→ **Dataset excerpts**

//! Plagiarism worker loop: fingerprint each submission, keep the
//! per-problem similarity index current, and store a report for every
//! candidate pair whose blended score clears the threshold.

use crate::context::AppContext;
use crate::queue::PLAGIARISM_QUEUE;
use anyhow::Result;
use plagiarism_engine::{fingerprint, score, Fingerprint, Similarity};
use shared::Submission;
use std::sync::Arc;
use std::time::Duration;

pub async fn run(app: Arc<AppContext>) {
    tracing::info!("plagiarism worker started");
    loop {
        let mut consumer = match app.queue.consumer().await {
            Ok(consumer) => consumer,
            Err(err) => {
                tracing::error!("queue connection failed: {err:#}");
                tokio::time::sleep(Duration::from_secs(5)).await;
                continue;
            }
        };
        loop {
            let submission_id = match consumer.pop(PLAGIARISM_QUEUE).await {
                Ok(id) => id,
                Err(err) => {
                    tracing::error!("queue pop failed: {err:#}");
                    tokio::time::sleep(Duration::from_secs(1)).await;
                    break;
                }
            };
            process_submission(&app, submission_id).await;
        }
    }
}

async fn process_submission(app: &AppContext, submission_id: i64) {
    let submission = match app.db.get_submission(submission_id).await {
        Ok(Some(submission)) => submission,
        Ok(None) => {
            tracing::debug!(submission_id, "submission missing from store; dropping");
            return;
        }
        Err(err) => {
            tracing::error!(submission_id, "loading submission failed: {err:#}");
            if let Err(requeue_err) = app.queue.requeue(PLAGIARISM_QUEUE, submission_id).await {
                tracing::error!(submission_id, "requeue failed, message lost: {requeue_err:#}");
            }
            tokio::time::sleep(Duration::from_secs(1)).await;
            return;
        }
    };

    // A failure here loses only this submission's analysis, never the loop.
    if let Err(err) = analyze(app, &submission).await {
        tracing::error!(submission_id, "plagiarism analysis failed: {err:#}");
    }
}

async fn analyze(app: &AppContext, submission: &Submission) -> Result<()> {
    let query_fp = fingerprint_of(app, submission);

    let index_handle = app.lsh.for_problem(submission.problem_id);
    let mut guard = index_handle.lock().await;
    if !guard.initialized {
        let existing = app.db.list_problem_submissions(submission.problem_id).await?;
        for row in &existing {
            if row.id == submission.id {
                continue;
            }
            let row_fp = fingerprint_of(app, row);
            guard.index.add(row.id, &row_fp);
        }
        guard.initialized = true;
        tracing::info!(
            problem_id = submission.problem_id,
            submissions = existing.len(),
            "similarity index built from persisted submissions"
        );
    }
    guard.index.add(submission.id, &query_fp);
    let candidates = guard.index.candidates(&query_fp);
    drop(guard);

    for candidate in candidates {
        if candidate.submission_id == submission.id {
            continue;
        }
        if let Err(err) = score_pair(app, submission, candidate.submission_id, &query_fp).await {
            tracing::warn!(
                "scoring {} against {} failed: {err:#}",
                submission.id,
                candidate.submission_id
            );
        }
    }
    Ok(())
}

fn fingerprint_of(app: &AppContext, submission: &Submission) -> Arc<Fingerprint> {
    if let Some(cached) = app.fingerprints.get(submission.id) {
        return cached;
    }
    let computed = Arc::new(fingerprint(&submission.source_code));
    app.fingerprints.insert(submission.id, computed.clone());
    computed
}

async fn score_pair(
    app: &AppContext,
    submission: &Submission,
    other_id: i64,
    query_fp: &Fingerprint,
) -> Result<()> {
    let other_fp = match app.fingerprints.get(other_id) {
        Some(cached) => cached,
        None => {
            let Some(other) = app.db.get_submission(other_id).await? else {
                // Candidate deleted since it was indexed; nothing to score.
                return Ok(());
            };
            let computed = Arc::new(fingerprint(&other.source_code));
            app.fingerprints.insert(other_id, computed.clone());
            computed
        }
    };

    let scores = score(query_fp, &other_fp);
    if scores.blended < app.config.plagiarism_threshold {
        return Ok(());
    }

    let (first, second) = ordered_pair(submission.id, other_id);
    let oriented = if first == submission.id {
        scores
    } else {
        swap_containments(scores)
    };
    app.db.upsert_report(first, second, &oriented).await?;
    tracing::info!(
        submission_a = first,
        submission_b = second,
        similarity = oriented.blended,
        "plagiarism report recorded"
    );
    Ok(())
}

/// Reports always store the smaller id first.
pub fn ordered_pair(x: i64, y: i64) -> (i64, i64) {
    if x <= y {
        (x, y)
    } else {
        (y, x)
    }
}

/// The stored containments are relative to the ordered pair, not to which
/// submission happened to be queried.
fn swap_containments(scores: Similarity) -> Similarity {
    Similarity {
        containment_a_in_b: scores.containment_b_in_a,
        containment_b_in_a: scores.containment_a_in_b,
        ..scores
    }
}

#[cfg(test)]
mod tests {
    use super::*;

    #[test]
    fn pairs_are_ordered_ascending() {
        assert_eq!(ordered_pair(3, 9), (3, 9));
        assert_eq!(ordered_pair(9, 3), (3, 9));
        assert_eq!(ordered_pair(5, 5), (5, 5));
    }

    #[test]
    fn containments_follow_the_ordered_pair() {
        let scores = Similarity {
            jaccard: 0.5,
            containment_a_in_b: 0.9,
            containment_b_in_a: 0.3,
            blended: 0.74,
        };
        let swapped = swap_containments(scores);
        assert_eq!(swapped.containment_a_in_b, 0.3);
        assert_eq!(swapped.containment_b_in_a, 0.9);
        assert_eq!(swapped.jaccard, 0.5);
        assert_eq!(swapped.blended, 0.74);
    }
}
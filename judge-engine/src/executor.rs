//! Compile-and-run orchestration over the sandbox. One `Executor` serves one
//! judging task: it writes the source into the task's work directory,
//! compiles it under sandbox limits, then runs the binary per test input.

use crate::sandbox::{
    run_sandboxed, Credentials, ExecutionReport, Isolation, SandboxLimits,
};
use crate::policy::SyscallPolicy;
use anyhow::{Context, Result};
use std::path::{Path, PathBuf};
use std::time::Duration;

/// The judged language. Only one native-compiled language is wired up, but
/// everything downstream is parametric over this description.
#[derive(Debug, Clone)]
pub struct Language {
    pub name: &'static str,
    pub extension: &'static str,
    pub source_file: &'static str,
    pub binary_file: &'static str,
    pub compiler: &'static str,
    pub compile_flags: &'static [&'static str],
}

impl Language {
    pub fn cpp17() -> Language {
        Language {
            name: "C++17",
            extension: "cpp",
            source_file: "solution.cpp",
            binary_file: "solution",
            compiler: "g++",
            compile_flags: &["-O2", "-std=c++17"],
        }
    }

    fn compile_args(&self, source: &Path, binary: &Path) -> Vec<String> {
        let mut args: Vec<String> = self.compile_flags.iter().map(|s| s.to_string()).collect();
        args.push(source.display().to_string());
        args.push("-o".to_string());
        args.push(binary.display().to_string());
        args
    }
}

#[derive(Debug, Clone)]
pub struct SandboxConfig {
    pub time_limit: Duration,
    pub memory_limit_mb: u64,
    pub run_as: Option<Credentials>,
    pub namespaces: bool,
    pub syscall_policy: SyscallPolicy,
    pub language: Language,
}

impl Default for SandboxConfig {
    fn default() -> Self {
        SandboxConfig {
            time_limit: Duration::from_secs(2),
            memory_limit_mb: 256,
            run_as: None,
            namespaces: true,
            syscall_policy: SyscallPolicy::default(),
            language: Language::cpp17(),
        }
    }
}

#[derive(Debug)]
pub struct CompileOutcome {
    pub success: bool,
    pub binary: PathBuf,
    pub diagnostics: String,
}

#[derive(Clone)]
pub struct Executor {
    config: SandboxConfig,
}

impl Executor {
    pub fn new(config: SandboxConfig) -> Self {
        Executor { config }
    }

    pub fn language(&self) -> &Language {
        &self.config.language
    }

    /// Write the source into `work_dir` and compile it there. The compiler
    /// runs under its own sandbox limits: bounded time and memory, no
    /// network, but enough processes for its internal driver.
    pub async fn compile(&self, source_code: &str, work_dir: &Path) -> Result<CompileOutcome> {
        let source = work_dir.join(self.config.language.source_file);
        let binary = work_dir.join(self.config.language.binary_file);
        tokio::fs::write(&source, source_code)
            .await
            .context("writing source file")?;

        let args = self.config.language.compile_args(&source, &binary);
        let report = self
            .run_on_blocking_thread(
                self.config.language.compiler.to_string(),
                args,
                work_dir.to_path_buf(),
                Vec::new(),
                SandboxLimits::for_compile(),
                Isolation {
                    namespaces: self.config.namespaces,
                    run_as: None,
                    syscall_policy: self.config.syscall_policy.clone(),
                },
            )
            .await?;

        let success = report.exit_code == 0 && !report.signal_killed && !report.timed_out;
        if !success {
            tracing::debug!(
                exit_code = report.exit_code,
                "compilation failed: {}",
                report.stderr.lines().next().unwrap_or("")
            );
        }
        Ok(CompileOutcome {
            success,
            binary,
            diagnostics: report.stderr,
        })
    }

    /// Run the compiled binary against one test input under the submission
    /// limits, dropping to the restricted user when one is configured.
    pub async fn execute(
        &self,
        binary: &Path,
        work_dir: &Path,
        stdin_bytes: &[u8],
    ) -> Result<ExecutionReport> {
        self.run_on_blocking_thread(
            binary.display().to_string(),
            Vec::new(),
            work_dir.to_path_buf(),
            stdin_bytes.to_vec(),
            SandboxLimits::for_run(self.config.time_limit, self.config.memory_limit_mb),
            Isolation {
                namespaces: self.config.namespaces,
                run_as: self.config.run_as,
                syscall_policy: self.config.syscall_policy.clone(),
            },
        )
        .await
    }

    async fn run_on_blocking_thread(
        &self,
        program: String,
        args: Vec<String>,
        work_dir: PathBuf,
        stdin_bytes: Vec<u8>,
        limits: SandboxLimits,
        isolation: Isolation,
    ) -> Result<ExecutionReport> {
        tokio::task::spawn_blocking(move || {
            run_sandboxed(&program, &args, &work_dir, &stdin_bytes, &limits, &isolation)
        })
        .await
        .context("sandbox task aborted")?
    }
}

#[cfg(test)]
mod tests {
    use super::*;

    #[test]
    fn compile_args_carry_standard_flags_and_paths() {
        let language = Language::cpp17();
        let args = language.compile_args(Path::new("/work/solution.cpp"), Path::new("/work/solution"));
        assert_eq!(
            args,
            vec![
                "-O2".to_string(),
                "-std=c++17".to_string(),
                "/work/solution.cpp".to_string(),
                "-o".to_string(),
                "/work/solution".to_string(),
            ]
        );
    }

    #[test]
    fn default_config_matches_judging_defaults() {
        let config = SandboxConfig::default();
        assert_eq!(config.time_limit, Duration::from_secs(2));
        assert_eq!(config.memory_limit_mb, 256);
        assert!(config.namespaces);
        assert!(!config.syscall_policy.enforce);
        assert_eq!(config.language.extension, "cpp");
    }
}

→ **Work item**
Copy each line of the listing that contains "sleep".

→ **Solution to the exercise**
                tokio::time::sleep(Duration::from_secs(5)).await;
                    tokio::time::sleep(Duration::from_secs(1)).await;
            tokio::time::sleep(Duration::from_secs(1)).await;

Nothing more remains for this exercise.